Porém, a pesquisadora também ressalta que muitas pessoas ainda têm a vontade de terem o poder de explicar o comportamento animal. “Elas acham que já entenderam o cachorro e as relações entre cães e pessoas, por exemplo, já entenderam a forma como o cão pensa, como o cão sente. E aí isso cria um certo bloqueio entre a pessoa e a realidade do cachorro. Cria muitas vezes frustrações em determinados momentos, com certas expectativas que os cães não podem alcançar. E, ao mesmo tempo, elas deixam de enxergar uma série de complexidades que os cães têm e mostram pra gente, porque elas estão presas aquele pacotinho lá do que elas acreditam ser o correto”, analisa.
@whataboutbunnyI just want you all in the same hecking room ok? ##together ##family ##dogsoftiktok ##talkingdog♬ original sound – I am Bunny
Albuquerque ainda destaca que pode existir a questão da antropomorfização, ou seja, “quando a gente atribui a esse animal não humano características que são nossas, humanas”, como explica a pesquisadora. Ela retoma o exemplo citado anteriormente, da comunicação envolvendo os botões de “play” e “poop”.
“Eu acho que tem muito a ver com o que eu falei sobre a vontade de criar um sentido para as coisas. Será que é aquilo mesmo ou será que o que a gente está falando e explicando algo da forma como a gente quer acreditar que aquilo seja? Então a gente quer acreditar que o cão quando cheira um pum do ser humano, ele fica incomodado como a gente fica incomodado o pum de outro ser humano, e aí ele vai falar em um tom sarcástico, vai dizer ‘ah eu senti o cheiro do seu pum, to sentindo’. E na verdade pode ser que não seja.”
o método pode ser reproduzido em casa?
Ficou com vontade de testar esse método em casa? Natalia garante que o teclado pode servir como um ótimo enriquecimento ambiental, cognitivo, comportamental, relacional e social. No entanto, ela pontua que o treino precisa ser realizado “de uma forma positiva e apropriada para aquele animal, respeitando também o tempo e o espaço do animal.”
“Pode ser muito importante também, inclusive, para melhorar a relação entre o cão e a pessoa. Vai aproximar, ao fazerem uma atividade juntos, os dois vão aprender juntos também. Então pode ser uma ótima atividade, ainda mais nesses tempos de pandemia”, compartilha. A especialista alerta que, para aplicar em casa, é preciso entender todo o método e suas limitações, sabendo lidar com as possíveis frustrações do processo e respeitando sempre o bem-estar do cão.

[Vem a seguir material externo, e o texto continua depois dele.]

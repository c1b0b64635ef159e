use std::sync::Arc;

use crate::intake::{Configuration, Upload};

/// Everything one job run reads. Inputs are shared with the rest of the
/// batch and never written.
#[derive(Clone)]
pub struct PipelineContext {
    pub batch_id: String,
    pub job_id: String,
    pub provider: String,
    pub configuration: Arc<Configuration>,
    pub upload: Arc<Upload>,
}

impl PipelineContext {
    pub fn new(
        batch_id: &str,
        job_id: &str,
        provider: &str,
        configuration: Arc<Configuration>,
        upload: Arc<Upload>,
    ) -> Self {
        Self {
            batch_id: batch_id.to_string(),
            job_id: job_id.to_string(),
            provider: provider.to_string(),
            configuration,
            upload,
        }
    }
}
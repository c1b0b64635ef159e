use std::path::PathBuf;
use thiserror::Error;

#[derive(Error, Debug)]
pub enum ControlMapError {
    #[error("Configuration error: {0}")]
    Config(#[from] ConfigError),

    #[error("Processing error: {0}")]
    Process(#[from] ProcessError),

    #[error("Storage error: {0}")]
    Storage(#[from] StorageError),

    #[error("Validation failed: {0}")]
    Validation(#[from] ValidationError),

    #[error("Agent error: {0}")]
    Agent(#[from] AgentError),

    #[error("Archive error: {0}")]
    Archive(#[from] ArchiveError),

    #[error("{kind} not found: {id}")]
    NotFound { kind: &'static str, id: String },

    #[error("Conflict: {0}")]
    Conflict(String),

    #[error("Invalid job transition for {job_id}: {from} -> {to}")]
    InvalidTransition {
        job_id: String,
        from: String,
        to: String,
    },
}

impl ControlMapError {
    pub fn not_found(kind: &'static str, id: impl Into<String>) -> Self {
        Self::NotFound {
            kind,
            id: id.into(),
        }
    }
}

#[derive(Error, Debug)]
pub enum ConfigError {
    #[error("Failed to read config file '{path}': {source}")]
    ReadFile {
        path: PathBuf,
        #[source]
        source: std::io::Error,
    },

    #[error("Failed to parse config JSON: {0}")]
    ParseJson(#[from] serde_json::Error),

    #[error("Config validation failed: {message}")]
    Validation { message: String },

    #[error("Schema validation failed: {errors}")]
    SchemaValidation { errors: String },
}

#[derive(Error, Debug)]
pub enum ProcessError {
    #[error("Unsupported document format: {0}")]
    UnsupportedFormat(String),

    #[error("Failed to read document '{path}': {source}")]
    ReadDocument {
        path: PathBuf,
        #[source]
        source: std::io::Error,
    },

    #[error("Text extraction failed: {0}")]
    TextExtraction(String),

    #[error("PDF processing failed: {0}")]
    PdfProcessing(String),

    #[error("Spreadsheet processing failed: {0}")]
    SpreadsheetProcessing(String),
}

#[derive(Error, Debug)]
pub enum StorageError {
    #[error("Failed to create directory '{path}': {source}")]
    CreateDirectory {
        path: PathBuf,
        #[source]
        source: std::io::Error,
    },

    #[error("Failed to write file '{path}': {source}")]
    WriteFile {
        path: PathBuf,
        #[source]
        source: std::io::Error,
    },

    #[error("Failed to read file '{path}': {source}")]
    ReadFile {
        path: PathBuf,
        #[source]
        source: std::io::Error,
    },

    #[error("File already exists: {0}")]
    FileExists(PathBuf),

    #[error("Failed to encode artifact: {0}")]
    Encode(String),
}

/// Rejections raised before any batch or job is created.
#[derive(Error, Debug, Clone, PartialEq, Eq)]
pub enum ValidationError {
    #[error("At least one provider must be selected")]
    NoProviders,

    #[error("Provider '{provider}' not found. Available: {available}")]
    UnknownProvider { provider: String, available: String },

    #[error("Provider '{0}' selected more than once")]
    DuplicateProvider(String),

    #[error("Framework name must not be empty")]
    EmptyFrameworkName,

    #[error("Configuration does not match upload")]
    UploadMismatch,

    #[error("Unsupported file type: {extension}. Allowed: {allowed}")]
    UnsupportedFileType { extension: String, allowed: String },

    #[error("File too large. Maximum size: {max_bytes} bytes")]
    FileTooLarge { max_bytes: u64 },

    #[error("Empty file uploaded")]
    EmptyFile,

    #[error("No filename provided")]
    MissingFilename,

    #[error("Invalid file type '{0}'. Use 'json' or 'excel'")]
    InvalidArtifactKind(String),
}

/// Failures of a single agent invocation. All of them are job-local.
#[derive(Error, Debug, Clone, PartialEq, Eq)]
pub enum AgentError {
    #[error("execution timed out after {0} seconds")]
    Timeout(u64),

    #[error("cancelled by user")]
    Cancelled,

    #[error("failed to start agent: {0}")]
    Spawn(String),

    #[error("agent failed: {0}")]
    Execution(String),

    #[error("invalid agent output: {0}")]
    Output(String),
}

#[derive(Error, Debug)]
pub enum ArchiveError {
    #[error("No completed jobs found in this batch")]
    NoCompletedJobs,

    #[error("Batch {0} is still running")]
    BatchRunning(String),

    #[error("Failed to write archive entry '{name}': {message}")]
    WriteEntry { name: String, message: String },

    #[error("Artifact for job {job_id} is missing on disk: {path}")]
    MissingArtifact { job_id: String, path: PathBuf },
}

pub type Result<T> = std::result::Result<T, ControlMapError>;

“Para a pessoa que quer utilizar desse teclado, é importante que ela saiba e entenda como se chega até o animal responder às associações, que existe um longo treino para isso. […] Então a pessoa precisa entender que existem limitações do método e também precisa lidar com as frustrações dela […] O cachorro não vai demorar 5 dias pra aprender uma tecla, vai demorar 50 dias para aprender uma tecla. Isso tudo é natural e isso a gente não vê, quando a gente vê já é algo por exemplo como a Bunny, que já está lá usando a tecla. Mas mesmo ele deve ter que passar por um treino sempre constante. Porque senão ele perde também essas associações.”